Sudharshan Algorithm for Cleanup
- Greedy appraoch planned
- will try implementing a version and show the different executable workflows created
June 3rd, 2013
Pegasus Lite Paper
- Breakdown of the runtimes , experiments
- In case of sharedfs, the kickstart runtimes in the breakdown file will be longer
- for the S3 case we can calculate the S3 transfer time by calculating the difference between the cumulative runtimes
- doing two experiments rosetta(cpu intensive) and montage( io intensive)
Pegasus Development
- Java DAX API issues
- might be some bugs in there.
Precip Paper
- Ewa wants a link to pegasus website in the paper.
- have more logical thinking in the paper, like reliability and repeatability
- Sepideh adding some new figures to the paper.
- Maciek will provide an experiment use-case for the paper.
Stampede and Corral Annual Reports
- Karan and Mats will be working on these
Sudarshan's Project
- Going to look into providing a cleanup algorithm that meets a given storage constraint
- Will look at the static problem of inserting dependencies into the workflow to achieve a solution
PMC Paper
- on amazon
- with clustering and pmc
Shirts
- Should get the logo sample this week, once we approve then we can order shirts
dV/dT
- Rafael is working on a draft of the data collection and modeling paper
- We are planning on publishing data, will start drafting a format this week
May 2013
May 20th, 2013
Confluence is going slow.
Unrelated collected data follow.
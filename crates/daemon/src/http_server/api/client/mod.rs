use reqwest::{Client, RequestBuilder};
use serde::de::DeserializeOwned;
use url::Url;

#[allow(clippy::module_inception)]
mod client;
mod error;

pub use client::ApiClient;
pub use error::ApiError;

/// A request against the posts API, paired with the response it decodes to.
pub trait ApiRequest {
    type Response: DeserializeOwned;

    fn build_request(self, base_url: &Url, client: &Client)
        -> Result<RequestBuilder, ApiError>;
}
//! Shared helpers for the HTTP integration tests.

#![allow(dead_code)]

use std::sync::{Arc, Mutex};

use async_trait::async_trait;
use axum::body::{to_bytes, Body};
use axum::http::{Request, StatusCode};
use axum::response::{IntoResponse, Response};
use axum::{Json, Router};
use serde_json::{json, Value};
use tempfile::TempDir;
use tower::ServiceExt;

use posts_daemon::http_server::body::{JsonBody, JsonParser};
use posts_daemon::http_server::cors::CorsPolicy;
use posts_daemon::http_server::upload::{DiskStorage, SingleUpload, Upload};
use posts_daemon::http_server::{configure, Controllers, RouterSettings, UPLOAD_FIELD};

pub const BOUNDARY: &str = "posts-test-boundary";

/// A controller call as seen by [`RecordingControllers`].
#[derive(Debug, Clone, PartialEq)]
pub enum Call {
    List,
    Create(Value),
    HandleUpload(Upload),
    UpdateUpload(String, Value),
}

/// Controllers that record each call and answer with a fixed body naming
///  the controller that ran.
#[derive(Debug, Clone, Default)]
pub struct RecordingControllers {
    calls: Arc<Mutex<Vec<Call>>>,
}

impl RecordingControllers {
    pub fn calls(&self) -> Vec<Call> {
        self.calls.lock().unwrap().clone()
    }

    fn record(&self, call: Call) {
        self.calls.lock().unwrap().push(call);
    }
}

#[async_trait]
impl Controllers for RecordingControllers {
    async fn list(&self) -> Response {
        self.record(Call::List);
        Json(json!({"controller": "list"})).into_response()
    }

    async fn create(&self, body: JsonBody) -> Response {
        self.record(Call::Create(body.0));
        (StatusCode::CREATED, Json(json!({"controller": "create"}))).into_response()
    }

    async fn handle_upload(&self, upload: Upload) -> Response {
        self.record(Call::HandleUpload(upload));
        (StatusCode::CREATED, Json(json!({"controller": "handle_upload"}))).into_response()
    }

    async fn update_upload(&self, id: String, body: JsonBody) -> Response {
        self.record(Call::UpdateUpload(id, body.0));
        Json(json!({"controller": "update_upload"})).into_response()
    }
}

/// A router over recording controllers that stores uploads in a fresh
///  temporary directory.
pub struct TestApp {
    pub router: Router,
    pub controllers: RecordingControllers,
    pub upload_dir: TempDir,
}

impl TestApp {
    pub fn new() -> Self {
        Self::with_cors(CorsPolicy::default())
    }

    pub fn with_cors(cors: CorsPolicy) -> Self {
        let upload_dir = TempDir::new().unwrap();
        let settings = RouterSettings {
            json: JsonParser::default(),
            cors,
            upload: SingleUpload::new(UPLOAD_FIELD, DiskStorage::new(upload_dir.path())),
        };
        Self::with_settings(settings, upload_dir)
    }

    pub fn with_settings(settings: RouterSettings, upload_dir: TempDir) -> Self {
        let controllers = RecordingControllers::default();
        let router = configure(Router::new(), Arc::new(controllers.clone()), &settings);
        Self {
            router,
            controllers,
            upload_dir,
        }
    }

    pub async fn send(&self, request: Request<Body>) -> Response {
        self.router.clone().oneshot(request).await.unwrap()
    }

    pub fn uploaded_files(&self) -> Vec<String> {
        let mut names: Vec<String> = std::fs::read_dir(self.upload_dir.path())
            .unwrap()
            .map(|entry| entry.unwrap().file_name().to_string_lossy().to_string())
            .collect();
        names.sort();
        names
    }
}

/// One part of a multipart body.
pub enum FormPart<'a> {
    Text(&'a str, &'a str),
    File {
        field: &'a str,
        file_name: &'a str,
        content_type: &'a str,
        data: &'a [u8],
    },
}

pub fn multipart_body(parts: &[FormPart<'_>]) -> Vec<u8> {
    let mut body = Vec::new();
    for part in parts {
        body.extend_from_slice(format!("--{}\r\n", BOUNDARY).as_bytes());
        match part {
            FormPart::Text(name, value) => {
                body.extend_from_slice(
                    format!("Content-Disposition: form-data; name=\"{}\"\r\n\r\n", name)
                        .as_bytes(),
                );
                body.extend_from_slice(value.as_bytes());
            }
            FormPart::File {
                field,
                file_name,
                content_type,
                data,
            } => {
                body.extend_from_slice(
                    format!(
                        "Content-Disposition: form-data; name=\"{}\"; filename=\"{}\"\r\n",
                        field, file_name
                    )
                    .as_bytes(),
                );
                body.extend_from_slice(format!("Content-Type: {}\r\n\r\n", content_type).as_bytes());
                body.extend_from_slice(data);
            }
        }
        body.extend_from_slice(b"\r\n");
    }
    body.extend_from_slice(format!("--{}--\r\n", BOUNDARY).as_bytes());
    body
}

pub fn multipart_request(method: &str, uri: &str, parts: &[FormPart<'_>]) -> Request<Body> {
    Request::builder()
        .method(method)
        .uri(uri)
        .header(
            "content-type",
            format!("multipart/form-data; boundary={}", BOUNDARY),
        )
        .body(Body::from(multipart_body(parts)))
        .unwrap()
}

pub fn json_request(method: &str, uri: &str, body: &str) -> Request<Body> {
    Request::builder()
        .method(method)
        .uri(uri)
        .header("content-type", "application/json")
        .body(Body::from(body.to_string()))
        .unwrap()
}

pub fn empty_request(method: &str, uri: &str) -> Request<Body> {
    Request::builder()
        .method(method)
        .uri(uri)
        .body(Body::empty())
        .unwrap()
}

pub async fn body_json(response: Response) -> Value {
    let bytes = to_bytes(response.into_body(), usize::MAX).await.unwrap();
    serde_json::from_slice(&bytes).unwrap()
}

pub async fn body_text(response: Response) -> String {
    let bytes = to_bytes(response.into_body(), usize::MAX).await.unwrap();
    String::from_utf8(bytes.to_vec()).unwrap()
}
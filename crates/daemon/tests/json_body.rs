//! JSON body parsing in front of every posts route.

mod support;

use axum::body::Body;
use axum::http::{Request, StatusCode};
use serde_json::json;

use posts_daemon::http_server::body::JsonParser;
use posts_daemon::http_server::RouterSettings;

use support::{json_request, Call, TestApp};

#[tokio::test]
async fn test_empty_body_is_empty_object() {
    let app = TestApp::new();

    let response = app.send(json_request("POST", "/posts", "")).await;
    assert_eq!(response.status(), StatusCode::CREATED);
    assert_eq!(app.controllers.calls(), vec![Call::Create(json!({}))]);
}

#[tokio::test]
async fn test_arrays_are_accepted() {
    let app = TestApp::new();

    app.send(json_request("POST", "/posts", "[1, 2]")).await;
    assert_eq!(app.controllers.calls(), vec![Call::Create(json!([1, 2]))]);
}

#[tokio::test]
async fn test_suffix_json_content_type() {
    let app = TestApp::new();

    let request = Request::builder()
        .method("PUT")
        .uri("/upload/some-id")
        .header("content-type", "application/merge-patch+json; charset=utf-8")
        .body(Body::from(r#"{"alt":"x"}"#))
        .unwrap();
    app.send(request).await;

    assert_eq!(
        app.controllers.calls(),
        vec![Call::UpdateUpload("some-id".to_string(), json!({"alt": "x"}))]
    );
}

#[tokio::test]
async fn test_malformed_json_is_rejected() {
    let app = TestApp::new();

    let response = app
        .send(json_request("POST", "/posts", r#"{"description": "#))
        .await;
    assert_eq!(response.status(), StatusCode::BAD_REQUEST);
    assert!(app.controllers.calls().is_empty());
}

#[tokio::test]
async fn test_scalars_are_rejected() {
    let app = TestApp::new();

    for body in [r#""text""#, "42", "null", "true"] {
        let response = app.send(json_request("POST", "/posts", body)).await;
        assert_eq!(response.status(), StatusCode::BAD_REQUEST, "body {}", body);
    }
    assert!(app.controllers.calls().is_empty());
}

#[tokio::test]
async fn test_body_over_limit_is_413() {
    let settings = RouterSettings {
        json: JsonParser::new(16),
        ..Default::default()
    };
    let app = TestApp::with_settings(settings, tempfile::TempDir::new().unwrap());

    let response = app
        .send(json_request(
            "POST",
            "/posts",
            r#"{"description":"well past sixteen bytes"}"#,
        ))
        .await;
    assert_eq!(response.status(), StatusCode::PAYLOAD_TOO_LARGE);
    assert!(app.controllers.calls().is_empty());
}

#[tokio::test]
async fn test_default_limit_is_100_kib() {
    let app = TestApp::new();

    let within = format!(r#"{{"description":"{}"}}"#, "a".repeat(100 * 1024 - 32));
    let response = app.send(json_request("POST", "/posts", &within)).await;
    assert_eq!(response.status(), StatusCode::CREATED);

    let beyond = format!(r#"{{"description":"{}"}}"#, "a".repeat(100 * 1024));
    let response = app.send(json_request("POST", "/posts", &beyond)).await;
    assert_eq!(response.status(), StatusCode::PAYLOAD_TOO_LARGE);
}

#[tokio::test]
async fn test_non_json_body_is_not_parsed() {
    let app = TestApp::new();

    let request = Request::builder()
        .method("POST")
        .uri("/posts")
        .header("content-type", "text/plain")
        .body(Body::from("{ not json"))
        .unwrap();
    let response = app.send(request).await;

    assert_eq!(response.status(), StatusCode::CREATED);
    assert_eq!(app.controllers.calls(), vec![Call::Create(json!({}))]);
}
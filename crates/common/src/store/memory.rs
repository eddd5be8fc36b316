use std::collections::HashMap;
use std::sync::{Arc, RwLock};

use async_trait::async_trait;
use uuid::Uuid;

use super::{PostStore, PostStoreError};
use crate::post::{NewPost, Post, PostUpdate};

/// In-memory post store
#[derive(Debug, Clone, Default)]
pub struct MemoryPostStore {
    inner: Arc<RwLock<MemoryPostStoreInner>>,
}

#[derive(Debug, Default)]
struct MemoryPostStoreInner {
    posts: HashMap<Uuid, Post>,
    /// Insertion order of post ids
    order: Vec<Uuid>,
}

#[derive(thiserror::Error, Debug, Clone, PartialEq, Eq)]
pub enum MemoryPostStoreError {
    #[error("memory store error: {0}")]
    Internal(String),
}

impl MemoryPostStore {
    pub fn new() -> Self {
        Self::default()
    }
}

fn poisoned<E: std::fmt::Display>(e: E) -> PostStoreError<MemoryPostStoreError> {
    PostStoreError::Provider(MemoryPostStoreError::Internal(format!(
        "failed to acquire lock: {}",
        e
    )))
}

#[async_trait]
impl PostStore for MemoryPostStore {
    type Error = MemoryPostStoreError;

    async fn list(&self) -> Result<Vec<Post>, PostStoreError<Self::Error>> {
        let inner = self.inner.read().map_err(poisoned)?;

        Ok(inner
            .order
            .iter()
            .filter_map(|id| inner.posts.get(id))
            .cloned()
            .collect())
    }

    async fn insert(&self, new: NewPost) -> Result<Post, PostStoreError<Self::Error>> {
        let post = Post::new(new);
        let mut inner = self.inner.write().map_err(poisoned)?;

        inner.order.push(post.id);
        inner.posts.insert(post.id, post.clone());
        tracing::debug!(post_id = %post.id, "inserted post");

        Ok(post)
    }

    async fn get(&self, id: Uuid) -> Result<Post, PostStoreError<Self::Error>> {
        let inner = self.inner.read().map_err(poisoned)?;

        inner
            .posts
            .get(&id)
            .cloned()
            .ok_or(PostStoreError::NotFound(id))
    }

    async fn update(
        &self,
        id: Uuid,
        update: PostUpdate,
    ) -> Result<Post, PostStoreError<Self::Error>> {
        let mut inner = self.inner.write().map_err(poisoned)?;

        let post = inner
            .posts
            .get_mut(&id)
            .ok_or(PostStoreError::NotFound(id))?;
        post.apply(update);

        Ok(post.clone())
    }
}

#[cfg(test)]
mod tests {
    use super::*;

    fn new_post(description: &str) -> NewPost {
        NewPost {
            description: description.to_string(),
            ..Default::default()
        }
    }

    #[tokio::test]
    async fn test_list_preserves_insertion_order() {
        let store = MemoryPostStore::new();
        let first = store.insert(new_post("first")).await.unwrap();
        let second = store.insert(new_post("second")).await.unwrap();
        let third = store.insert(new_post("third")).await.unwrap();

        let ids: Vec<Uuid> = store.list().await.unwrap().iter().map(|p| p.id).collect();
        assert_eq!(ids, vec![first.id, second.id, third.id]);
    }

    #[tokio::test]
    async fn test_get_unknown_post() {
        let store = MemoryPostStore::new();
        let id = Uuid::new_v4();

        let result = store.get(id).await;
        assert_eq!(result, Err(PostStoreError::NotFound(id)));
    }

    #[tokio::test]
    async fn test_update_changes_stored_post() {
        let store = MemoryPostStore::new();
        let post = store.insert(new_post("draft")).await.unwrap();

        let updated = store
            .update(
                post.id,
                PostUpdate {
                    description: Some("published".into()),
                    alt: Some("a photo".into()),
                },
            )
            .await
            .unwrap();
        assert_eq!(updated.description, "published");

        let fetched = store.get(post.id).await.unwrap();
        assert_eq!(fetched, updated);
        assert_eq!(fetched.created_at, post.created_at);
    }

    #[tokio::test]
    async fn test_update_unknown_post() {
        let store = MemoryPostStore::new();
        let id = Uuid::new_v4();

        let result = store.update(id, PostUpdate::default()).await;
        assert_eq!(result, Err(PostStoreError::NotFound(id)));
    }

    #[tokio::test]
    async fn test_clones_share_storage() {
        let store = MemoryPostStore::new();
        let clone = store.clone();
        clone.insert(new_post("shared")).await.unwrap();

        assert_eq!(store.list().await.unwrap().len(), 1);
    }
}
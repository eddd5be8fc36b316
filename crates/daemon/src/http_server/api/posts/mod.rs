use async_trait::async_trait;
use axum::response::{IntoResponse, Response};

use common::prelude::PostStore;

use crate::http_server::body::JsonBody;
use crate::http_server::routes::Controllers;
use crate::http_server::upload::Upload;

pub mod create;
pub mod list;
pub mod update;
pub mod upload;

// Re-export for convenience
pub use create::CreateRequest;
pub use list::ListRequest;
pub use update::UpdateRequest;
pub use upload::UploadRequest;

/// Posts controllers backed by a [`PostStore`].
#[derive(Debug, Clone)]
pub struct StoreControllers<S> {
    store: S,
}

impl<S: PostStore> StoreControllers<S> {
    pub fn new(store: S) -> Self {
        Self { store }
    }

    pub fn store(&self) -> &S {
        &self.store
    }
}

#[async_trait]
impl<S: PostStore> Controllers for StoreControllers<S> {
    async fn list(&self) -> Response {
        list::handler(&self.store).await.into_response()
    }

    async fn create(&self, body: JsonBody) -> Response {
        create::handler(&self.store, body).await.into_response()
    }

    async fn handle_upload(&self, upload: Upload) -> Response {
        upload::handler(&self.store, upload).await.into_response()
    }

    async fn update_upload(&self, id: String, body: JsonBody) -> Response {
        update::handler(&self.store, &id, body).await.into_response()
    }
}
Mats is going to look.
Analytics are set up on Confluence now.
Pegasus Transfer
- Mats committed a new version that has support for 2-stage transfers
Pegasus S3 Client
- Gideon changed .s3cfg to .pegasus/s3cfg
Pegasus Lite Paper
- Mats is working on the experiments
- We have two weeks to the deadline
PMC Paper
- Experiments on Amazon comparing Pegasus, Pegasus w/ Clustering, PMC alone
Pegasus Service
- Finished setting up users and test suite
- Next is a quick-and-dirty ensemble manager implementation
- Gideon is going to commit a change to Pegasus that removes the dashboard components. They will live in the pegasus-service repository from now on.
Summer Student
- Need to think up a project. Needs to be research-oriented and relatively small.
- Cleanup? Precip?
Contacting users
- Find out if they need anything.
Examples
- Simple examples in Perl, Python and Java
- Gideon will add them to the examples in the pegasus Git repo
April 2013
April 22nd, 2013
- monitord prescript handling fixed
- pegasus-analyzer should detect prescript failures, and the prescript exitstatus should be logged in the database
- pegasus-statistics was updated for the job instance report
- pegasus planner
- need to confirm all checkin's are complete
- do we want to get LIGO to do a test or just release?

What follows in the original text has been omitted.